Source data =
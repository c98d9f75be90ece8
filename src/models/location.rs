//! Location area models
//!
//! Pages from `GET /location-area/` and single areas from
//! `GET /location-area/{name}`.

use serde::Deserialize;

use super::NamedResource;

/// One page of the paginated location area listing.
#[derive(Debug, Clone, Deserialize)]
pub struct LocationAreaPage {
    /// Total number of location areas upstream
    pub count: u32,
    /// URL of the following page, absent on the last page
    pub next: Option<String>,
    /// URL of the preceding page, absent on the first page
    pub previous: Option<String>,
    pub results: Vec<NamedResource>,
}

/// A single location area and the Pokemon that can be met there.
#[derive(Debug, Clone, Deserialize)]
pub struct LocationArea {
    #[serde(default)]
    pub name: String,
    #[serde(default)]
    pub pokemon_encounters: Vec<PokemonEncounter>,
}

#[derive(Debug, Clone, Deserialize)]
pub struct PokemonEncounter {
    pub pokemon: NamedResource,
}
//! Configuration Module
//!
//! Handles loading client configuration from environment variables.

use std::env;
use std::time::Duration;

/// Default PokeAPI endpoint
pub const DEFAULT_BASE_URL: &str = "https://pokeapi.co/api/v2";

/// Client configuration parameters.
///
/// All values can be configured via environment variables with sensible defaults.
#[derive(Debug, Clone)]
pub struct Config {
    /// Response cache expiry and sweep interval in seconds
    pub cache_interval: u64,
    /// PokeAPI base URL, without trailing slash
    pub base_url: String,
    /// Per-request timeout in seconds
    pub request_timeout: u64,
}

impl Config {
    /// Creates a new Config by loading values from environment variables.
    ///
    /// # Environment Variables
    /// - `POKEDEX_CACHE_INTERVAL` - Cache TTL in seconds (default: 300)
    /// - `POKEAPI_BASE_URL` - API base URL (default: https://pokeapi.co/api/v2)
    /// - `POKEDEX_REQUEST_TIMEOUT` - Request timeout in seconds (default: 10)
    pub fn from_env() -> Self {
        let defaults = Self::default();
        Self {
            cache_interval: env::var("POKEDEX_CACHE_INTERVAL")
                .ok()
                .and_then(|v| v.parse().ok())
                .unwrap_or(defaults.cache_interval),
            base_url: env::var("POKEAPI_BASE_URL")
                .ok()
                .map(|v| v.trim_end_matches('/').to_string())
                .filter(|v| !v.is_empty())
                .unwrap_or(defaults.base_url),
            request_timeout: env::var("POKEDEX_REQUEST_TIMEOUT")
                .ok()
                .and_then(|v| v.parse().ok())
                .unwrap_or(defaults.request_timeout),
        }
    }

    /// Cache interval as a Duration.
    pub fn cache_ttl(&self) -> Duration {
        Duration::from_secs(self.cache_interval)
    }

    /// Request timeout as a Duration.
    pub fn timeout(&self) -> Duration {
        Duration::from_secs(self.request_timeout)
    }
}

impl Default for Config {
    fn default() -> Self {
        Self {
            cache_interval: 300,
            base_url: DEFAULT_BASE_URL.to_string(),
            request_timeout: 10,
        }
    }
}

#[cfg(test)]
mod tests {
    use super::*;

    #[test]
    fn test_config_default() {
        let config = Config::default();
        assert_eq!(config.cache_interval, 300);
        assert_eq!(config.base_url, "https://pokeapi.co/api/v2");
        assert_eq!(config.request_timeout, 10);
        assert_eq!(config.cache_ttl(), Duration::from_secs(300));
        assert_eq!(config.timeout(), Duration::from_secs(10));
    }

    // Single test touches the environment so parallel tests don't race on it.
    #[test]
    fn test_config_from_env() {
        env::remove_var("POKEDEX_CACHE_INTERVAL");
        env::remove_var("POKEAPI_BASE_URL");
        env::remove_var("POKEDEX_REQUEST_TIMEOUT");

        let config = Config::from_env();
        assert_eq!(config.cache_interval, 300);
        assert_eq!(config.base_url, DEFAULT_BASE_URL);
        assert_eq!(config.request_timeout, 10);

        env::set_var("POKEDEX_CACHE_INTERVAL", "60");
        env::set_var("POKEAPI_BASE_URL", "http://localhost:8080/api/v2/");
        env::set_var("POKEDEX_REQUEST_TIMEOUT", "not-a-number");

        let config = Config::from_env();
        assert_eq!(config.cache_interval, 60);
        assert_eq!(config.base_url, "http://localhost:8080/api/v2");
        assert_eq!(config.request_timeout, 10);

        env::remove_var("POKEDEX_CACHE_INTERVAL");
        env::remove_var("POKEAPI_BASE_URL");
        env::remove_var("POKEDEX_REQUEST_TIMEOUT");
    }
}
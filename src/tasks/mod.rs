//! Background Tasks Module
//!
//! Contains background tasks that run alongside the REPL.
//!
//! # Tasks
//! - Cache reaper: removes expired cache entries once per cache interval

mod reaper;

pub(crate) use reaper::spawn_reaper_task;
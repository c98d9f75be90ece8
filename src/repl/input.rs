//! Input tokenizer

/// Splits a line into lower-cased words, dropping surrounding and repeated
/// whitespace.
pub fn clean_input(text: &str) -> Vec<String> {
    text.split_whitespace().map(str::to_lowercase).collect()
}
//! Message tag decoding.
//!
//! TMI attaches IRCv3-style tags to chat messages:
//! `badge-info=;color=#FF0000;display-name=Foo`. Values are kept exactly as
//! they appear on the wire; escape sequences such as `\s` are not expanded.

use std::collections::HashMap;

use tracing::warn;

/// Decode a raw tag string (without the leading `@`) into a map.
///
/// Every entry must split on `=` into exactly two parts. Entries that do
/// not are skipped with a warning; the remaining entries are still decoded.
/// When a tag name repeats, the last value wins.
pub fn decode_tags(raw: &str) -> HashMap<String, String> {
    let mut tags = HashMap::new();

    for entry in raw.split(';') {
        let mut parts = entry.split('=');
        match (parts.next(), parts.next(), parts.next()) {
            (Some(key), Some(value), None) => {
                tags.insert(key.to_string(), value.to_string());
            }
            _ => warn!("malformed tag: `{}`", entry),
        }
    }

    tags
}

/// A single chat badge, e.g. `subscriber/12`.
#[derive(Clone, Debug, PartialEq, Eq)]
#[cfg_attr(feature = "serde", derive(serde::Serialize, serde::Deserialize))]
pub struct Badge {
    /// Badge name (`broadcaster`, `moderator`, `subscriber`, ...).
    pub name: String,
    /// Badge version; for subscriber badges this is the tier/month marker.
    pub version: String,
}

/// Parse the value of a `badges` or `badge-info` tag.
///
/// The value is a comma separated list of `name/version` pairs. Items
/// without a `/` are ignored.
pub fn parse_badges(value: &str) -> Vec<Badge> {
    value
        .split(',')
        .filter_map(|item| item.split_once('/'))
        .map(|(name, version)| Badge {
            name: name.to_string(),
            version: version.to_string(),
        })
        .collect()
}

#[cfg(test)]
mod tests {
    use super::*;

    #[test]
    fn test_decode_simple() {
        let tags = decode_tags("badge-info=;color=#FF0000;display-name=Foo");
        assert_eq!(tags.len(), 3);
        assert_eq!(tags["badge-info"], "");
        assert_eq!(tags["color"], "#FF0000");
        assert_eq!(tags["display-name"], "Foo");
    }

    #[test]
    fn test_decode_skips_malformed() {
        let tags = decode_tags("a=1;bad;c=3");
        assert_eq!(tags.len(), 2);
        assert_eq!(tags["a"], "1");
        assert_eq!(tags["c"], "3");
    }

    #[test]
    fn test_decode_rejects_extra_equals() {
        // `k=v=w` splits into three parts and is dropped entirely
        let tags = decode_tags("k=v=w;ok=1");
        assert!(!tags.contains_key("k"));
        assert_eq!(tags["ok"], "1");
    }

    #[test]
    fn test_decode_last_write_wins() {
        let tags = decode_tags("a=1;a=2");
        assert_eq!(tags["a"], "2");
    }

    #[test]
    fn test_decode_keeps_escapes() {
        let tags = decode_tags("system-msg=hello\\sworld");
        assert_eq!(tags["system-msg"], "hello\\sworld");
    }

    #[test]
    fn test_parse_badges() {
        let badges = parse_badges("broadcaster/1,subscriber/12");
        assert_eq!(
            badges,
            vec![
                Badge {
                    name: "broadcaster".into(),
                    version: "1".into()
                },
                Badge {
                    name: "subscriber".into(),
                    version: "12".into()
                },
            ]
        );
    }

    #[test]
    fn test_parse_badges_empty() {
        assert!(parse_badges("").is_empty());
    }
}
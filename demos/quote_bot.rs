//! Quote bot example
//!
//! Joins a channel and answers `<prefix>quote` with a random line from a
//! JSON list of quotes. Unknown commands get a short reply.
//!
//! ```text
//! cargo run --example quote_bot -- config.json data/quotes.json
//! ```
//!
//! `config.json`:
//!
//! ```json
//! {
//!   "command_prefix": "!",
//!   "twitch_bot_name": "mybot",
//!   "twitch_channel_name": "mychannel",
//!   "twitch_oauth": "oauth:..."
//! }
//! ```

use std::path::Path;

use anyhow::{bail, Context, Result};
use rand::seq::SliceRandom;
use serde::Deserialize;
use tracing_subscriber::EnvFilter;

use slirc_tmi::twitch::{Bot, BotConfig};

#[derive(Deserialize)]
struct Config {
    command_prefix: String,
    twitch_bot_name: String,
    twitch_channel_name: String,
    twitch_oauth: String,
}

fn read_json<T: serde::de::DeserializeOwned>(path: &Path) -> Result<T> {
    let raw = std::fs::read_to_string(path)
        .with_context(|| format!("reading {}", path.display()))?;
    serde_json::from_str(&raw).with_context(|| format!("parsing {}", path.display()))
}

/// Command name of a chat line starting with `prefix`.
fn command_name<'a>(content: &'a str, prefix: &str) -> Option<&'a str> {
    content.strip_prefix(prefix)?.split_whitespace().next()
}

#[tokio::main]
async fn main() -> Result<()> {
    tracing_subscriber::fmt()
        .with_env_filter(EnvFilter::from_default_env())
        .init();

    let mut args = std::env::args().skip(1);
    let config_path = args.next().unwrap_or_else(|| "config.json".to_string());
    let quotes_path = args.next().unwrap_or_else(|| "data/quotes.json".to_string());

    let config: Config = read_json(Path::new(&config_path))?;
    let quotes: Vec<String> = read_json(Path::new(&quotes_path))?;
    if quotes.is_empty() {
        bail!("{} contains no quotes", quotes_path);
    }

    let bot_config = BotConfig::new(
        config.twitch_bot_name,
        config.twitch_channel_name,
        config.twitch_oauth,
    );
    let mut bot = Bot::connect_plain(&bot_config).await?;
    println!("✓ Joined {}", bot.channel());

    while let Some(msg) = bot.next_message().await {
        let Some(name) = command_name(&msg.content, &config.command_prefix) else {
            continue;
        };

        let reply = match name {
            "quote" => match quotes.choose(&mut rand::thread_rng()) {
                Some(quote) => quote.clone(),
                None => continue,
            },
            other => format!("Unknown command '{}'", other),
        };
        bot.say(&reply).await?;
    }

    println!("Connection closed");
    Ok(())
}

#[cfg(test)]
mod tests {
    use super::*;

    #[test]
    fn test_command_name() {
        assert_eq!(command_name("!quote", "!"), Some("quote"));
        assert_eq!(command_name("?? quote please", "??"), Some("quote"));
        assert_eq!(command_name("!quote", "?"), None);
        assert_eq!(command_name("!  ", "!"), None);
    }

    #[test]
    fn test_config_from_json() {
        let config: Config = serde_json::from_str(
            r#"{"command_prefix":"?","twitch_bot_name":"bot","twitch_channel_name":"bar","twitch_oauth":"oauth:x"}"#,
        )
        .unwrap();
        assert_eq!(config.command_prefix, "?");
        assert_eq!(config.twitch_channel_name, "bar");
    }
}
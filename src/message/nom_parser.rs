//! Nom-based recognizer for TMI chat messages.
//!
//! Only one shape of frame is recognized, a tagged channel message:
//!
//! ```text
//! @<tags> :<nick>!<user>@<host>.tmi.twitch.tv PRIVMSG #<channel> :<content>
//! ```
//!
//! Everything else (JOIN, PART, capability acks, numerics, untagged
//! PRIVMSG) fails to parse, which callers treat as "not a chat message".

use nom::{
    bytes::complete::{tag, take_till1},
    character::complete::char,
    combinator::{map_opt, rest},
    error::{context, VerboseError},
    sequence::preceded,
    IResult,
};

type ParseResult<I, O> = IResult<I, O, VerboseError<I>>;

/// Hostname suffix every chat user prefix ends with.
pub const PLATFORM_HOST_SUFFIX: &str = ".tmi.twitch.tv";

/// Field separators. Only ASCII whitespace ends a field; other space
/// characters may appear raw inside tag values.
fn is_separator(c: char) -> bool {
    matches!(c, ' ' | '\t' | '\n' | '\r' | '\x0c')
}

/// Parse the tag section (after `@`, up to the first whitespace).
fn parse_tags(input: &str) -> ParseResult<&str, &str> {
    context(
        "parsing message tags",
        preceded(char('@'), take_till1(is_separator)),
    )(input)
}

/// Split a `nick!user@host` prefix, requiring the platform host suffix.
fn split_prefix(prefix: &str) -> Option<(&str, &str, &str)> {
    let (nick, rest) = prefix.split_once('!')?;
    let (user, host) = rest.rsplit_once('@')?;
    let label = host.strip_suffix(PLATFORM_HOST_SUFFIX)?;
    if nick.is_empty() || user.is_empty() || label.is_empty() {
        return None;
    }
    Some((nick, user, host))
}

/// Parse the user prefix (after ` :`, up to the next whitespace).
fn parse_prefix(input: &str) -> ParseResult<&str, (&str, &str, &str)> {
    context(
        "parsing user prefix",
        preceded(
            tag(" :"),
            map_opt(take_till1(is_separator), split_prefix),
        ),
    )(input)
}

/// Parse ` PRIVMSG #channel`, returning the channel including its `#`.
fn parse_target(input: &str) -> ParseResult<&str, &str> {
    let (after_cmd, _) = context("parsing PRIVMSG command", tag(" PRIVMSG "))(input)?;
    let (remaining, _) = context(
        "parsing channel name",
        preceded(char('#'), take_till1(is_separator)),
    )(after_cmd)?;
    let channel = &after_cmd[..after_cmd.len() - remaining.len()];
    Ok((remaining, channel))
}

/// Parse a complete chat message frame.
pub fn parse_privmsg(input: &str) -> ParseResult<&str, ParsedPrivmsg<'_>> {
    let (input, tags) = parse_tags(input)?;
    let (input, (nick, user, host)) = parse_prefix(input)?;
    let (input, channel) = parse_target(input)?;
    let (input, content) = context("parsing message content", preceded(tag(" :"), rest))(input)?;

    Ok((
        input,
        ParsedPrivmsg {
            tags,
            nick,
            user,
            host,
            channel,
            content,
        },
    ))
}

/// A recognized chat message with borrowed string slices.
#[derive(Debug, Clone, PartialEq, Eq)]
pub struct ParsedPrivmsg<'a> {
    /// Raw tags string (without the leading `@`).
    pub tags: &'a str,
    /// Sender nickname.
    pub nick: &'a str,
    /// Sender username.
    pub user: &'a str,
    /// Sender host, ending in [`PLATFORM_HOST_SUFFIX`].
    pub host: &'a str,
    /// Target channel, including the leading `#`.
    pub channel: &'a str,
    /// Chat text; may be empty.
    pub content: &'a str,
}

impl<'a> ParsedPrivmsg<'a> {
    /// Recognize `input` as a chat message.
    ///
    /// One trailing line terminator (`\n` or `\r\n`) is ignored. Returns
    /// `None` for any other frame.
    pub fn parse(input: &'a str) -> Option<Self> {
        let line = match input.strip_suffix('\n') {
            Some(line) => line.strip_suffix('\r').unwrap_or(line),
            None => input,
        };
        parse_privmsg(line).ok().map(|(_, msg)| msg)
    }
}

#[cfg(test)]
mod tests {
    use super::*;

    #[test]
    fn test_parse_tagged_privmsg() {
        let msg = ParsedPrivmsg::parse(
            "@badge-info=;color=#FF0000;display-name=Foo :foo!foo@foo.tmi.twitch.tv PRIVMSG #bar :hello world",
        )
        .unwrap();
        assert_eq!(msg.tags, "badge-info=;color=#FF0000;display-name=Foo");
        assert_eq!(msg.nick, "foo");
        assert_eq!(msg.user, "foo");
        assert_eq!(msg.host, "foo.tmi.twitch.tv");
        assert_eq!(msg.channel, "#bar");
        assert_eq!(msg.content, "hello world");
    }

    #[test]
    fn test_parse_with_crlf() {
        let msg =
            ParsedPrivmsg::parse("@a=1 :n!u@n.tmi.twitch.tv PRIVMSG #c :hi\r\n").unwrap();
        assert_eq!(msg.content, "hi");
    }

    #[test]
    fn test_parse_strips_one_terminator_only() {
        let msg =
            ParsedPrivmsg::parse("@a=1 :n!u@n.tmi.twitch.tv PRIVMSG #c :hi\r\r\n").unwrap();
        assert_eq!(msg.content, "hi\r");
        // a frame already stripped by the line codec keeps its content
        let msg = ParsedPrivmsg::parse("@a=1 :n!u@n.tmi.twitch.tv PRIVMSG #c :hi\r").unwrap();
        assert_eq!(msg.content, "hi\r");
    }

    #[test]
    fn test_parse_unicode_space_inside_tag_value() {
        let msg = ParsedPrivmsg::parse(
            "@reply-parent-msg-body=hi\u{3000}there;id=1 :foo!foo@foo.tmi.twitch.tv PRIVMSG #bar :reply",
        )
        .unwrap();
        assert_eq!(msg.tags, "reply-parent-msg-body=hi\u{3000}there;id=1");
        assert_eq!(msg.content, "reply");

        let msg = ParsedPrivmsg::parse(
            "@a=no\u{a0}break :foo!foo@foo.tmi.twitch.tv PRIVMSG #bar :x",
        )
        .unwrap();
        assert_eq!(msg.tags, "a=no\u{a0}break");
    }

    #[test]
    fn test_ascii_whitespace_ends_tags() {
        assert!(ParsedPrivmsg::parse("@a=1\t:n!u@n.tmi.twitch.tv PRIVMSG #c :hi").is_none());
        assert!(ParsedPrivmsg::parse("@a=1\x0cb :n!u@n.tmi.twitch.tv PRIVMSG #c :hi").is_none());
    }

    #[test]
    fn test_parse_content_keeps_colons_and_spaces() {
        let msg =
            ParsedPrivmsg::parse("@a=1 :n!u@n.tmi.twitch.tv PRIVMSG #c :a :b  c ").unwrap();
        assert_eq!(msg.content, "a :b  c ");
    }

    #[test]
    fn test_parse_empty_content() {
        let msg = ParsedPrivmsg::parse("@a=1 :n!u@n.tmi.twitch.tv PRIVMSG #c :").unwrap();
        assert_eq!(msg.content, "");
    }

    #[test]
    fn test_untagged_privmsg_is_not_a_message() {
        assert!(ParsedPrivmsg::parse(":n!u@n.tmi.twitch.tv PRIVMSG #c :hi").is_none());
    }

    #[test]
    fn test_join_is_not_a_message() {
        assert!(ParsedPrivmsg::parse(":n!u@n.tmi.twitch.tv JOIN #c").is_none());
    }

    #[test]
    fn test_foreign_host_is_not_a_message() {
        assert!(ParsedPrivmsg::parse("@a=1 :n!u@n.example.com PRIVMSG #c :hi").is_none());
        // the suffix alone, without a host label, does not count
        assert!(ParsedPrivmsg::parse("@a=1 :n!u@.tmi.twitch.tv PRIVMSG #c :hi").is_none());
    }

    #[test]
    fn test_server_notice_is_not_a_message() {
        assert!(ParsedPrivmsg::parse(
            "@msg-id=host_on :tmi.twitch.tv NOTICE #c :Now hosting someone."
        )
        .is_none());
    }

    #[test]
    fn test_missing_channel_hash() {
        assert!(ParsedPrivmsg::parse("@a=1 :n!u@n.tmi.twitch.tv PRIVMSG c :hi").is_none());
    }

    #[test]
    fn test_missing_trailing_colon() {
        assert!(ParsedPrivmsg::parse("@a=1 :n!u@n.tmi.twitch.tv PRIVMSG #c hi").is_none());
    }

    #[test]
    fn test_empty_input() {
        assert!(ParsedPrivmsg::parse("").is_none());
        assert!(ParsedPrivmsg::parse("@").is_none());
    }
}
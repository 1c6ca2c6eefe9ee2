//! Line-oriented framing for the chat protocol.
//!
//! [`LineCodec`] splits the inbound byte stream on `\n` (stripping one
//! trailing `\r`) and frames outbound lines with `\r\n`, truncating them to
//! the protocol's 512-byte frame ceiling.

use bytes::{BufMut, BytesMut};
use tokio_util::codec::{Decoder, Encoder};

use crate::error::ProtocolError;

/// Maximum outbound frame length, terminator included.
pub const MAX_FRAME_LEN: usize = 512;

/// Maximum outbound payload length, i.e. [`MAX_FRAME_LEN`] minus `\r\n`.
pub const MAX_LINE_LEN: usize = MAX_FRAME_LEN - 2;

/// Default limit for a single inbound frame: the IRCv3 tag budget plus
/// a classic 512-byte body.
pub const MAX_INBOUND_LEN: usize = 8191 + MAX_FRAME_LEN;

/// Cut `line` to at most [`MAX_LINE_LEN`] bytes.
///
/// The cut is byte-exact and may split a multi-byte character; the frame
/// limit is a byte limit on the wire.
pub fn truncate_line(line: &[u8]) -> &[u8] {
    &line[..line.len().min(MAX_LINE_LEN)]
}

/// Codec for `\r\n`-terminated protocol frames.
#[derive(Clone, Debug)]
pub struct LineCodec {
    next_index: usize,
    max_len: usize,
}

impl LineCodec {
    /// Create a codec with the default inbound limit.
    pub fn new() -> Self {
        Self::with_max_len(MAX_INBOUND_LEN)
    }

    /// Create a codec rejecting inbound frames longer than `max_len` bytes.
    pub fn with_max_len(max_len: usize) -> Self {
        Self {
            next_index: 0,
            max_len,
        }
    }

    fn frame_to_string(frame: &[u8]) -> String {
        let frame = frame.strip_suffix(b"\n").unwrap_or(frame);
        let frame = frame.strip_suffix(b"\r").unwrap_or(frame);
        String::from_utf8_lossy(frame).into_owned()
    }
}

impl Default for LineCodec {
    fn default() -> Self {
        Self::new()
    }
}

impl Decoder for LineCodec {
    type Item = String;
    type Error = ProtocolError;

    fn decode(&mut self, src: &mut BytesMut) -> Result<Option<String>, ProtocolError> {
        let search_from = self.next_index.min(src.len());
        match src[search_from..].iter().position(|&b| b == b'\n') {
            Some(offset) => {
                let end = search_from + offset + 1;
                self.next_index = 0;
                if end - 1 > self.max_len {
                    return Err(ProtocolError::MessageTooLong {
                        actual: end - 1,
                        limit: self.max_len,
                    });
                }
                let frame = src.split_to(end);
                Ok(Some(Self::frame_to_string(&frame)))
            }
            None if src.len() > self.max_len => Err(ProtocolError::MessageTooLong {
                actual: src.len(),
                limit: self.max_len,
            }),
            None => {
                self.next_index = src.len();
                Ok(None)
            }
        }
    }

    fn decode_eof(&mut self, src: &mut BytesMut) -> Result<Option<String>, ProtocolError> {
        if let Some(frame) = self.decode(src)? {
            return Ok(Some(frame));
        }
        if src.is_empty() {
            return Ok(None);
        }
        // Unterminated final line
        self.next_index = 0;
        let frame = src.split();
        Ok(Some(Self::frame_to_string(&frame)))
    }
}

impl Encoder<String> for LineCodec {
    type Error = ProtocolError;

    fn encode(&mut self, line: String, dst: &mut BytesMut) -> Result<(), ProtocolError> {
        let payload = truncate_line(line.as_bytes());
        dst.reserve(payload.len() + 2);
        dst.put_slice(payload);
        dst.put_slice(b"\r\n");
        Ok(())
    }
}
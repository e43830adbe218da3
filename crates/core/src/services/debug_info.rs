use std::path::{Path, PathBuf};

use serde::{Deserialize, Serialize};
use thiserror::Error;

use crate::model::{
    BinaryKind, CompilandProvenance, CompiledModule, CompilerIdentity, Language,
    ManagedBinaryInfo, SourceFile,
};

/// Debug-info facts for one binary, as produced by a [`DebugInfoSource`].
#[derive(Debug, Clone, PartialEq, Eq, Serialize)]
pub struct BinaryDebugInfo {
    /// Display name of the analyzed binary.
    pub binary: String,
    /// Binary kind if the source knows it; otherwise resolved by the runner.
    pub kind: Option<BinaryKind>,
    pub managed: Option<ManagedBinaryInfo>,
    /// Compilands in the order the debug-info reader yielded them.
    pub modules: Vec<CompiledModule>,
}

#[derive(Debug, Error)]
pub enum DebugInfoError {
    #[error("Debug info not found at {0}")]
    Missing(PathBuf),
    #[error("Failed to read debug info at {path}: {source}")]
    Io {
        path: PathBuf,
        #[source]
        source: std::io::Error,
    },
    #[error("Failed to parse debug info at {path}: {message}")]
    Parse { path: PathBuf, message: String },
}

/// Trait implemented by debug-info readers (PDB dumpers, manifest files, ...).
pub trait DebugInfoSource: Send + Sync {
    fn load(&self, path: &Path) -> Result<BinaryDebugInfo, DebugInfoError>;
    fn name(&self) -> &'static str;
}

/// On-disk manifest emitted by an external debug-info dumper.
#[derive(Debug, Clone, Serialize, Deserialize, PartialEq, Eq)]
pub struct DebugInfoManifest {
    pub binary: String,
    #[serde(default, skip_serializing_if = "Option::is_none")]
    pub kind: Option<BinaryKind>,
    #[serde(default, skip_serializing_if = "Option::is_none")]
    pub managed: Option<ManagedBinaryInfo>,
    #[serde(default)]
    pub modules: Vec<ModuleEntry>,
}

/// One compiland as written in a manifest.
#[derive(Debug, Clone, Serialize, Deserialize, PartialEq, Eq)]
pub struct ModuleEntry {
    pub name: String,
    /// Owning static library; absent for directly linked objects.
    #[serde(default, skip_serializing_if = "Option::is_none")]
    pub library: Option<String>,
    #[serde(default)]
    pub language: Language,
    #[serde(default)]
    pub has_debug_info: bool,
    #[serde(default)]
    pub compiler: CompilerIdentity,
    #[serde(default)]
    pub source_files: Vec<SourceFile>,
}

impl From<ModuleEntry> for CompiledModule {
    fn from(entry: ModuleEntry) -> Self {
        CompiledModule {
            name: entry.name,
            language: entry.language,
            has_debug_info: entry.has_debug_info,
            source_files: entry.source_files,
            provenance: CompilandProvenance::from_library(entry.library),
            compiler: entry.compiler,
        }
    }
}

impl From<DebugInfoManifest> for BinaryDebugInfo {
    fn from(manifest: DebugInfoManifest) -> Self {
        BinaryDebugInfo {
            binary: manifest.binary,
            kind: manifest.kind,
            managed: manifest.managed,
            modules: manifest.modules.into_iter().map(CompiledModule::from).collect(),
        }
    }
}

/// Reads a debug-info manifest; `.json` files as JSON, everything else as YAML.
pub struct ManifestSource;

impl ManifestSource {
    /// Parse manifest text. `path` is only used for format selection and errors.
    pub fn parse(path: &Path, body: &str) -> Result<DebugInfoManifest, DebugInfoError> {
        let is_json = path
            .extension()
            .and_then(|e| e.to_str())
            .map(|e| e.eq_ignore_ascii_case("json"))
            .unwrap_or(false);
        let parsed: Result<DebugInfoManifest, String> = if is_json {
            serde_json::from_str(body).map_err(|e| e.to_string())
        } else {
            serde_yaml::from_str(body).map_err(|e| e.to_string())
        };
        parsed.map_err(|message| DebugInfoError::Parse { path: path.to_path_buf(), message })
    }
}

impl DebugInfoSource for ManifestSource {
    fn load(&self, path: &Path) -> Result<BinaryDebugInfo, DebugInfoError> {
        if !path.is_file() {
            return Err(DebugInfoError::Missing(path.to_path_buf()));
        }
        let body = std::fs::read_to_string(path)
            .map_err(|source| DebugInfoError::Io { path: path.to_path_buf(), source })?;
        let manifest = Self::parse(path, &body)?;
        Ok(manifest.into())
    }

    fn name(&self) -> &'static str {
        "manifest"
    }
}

The problem = Lines with the word "args": copy each one from the data above.

Output =
    let mut args = std::env::args().skip(1);
    let config_path = args.next().unwrap_or_else(|| "config.json".to_string());
    let quotes_path = args.next().unwrap_or_else(|| "data/quotes.json".to_string());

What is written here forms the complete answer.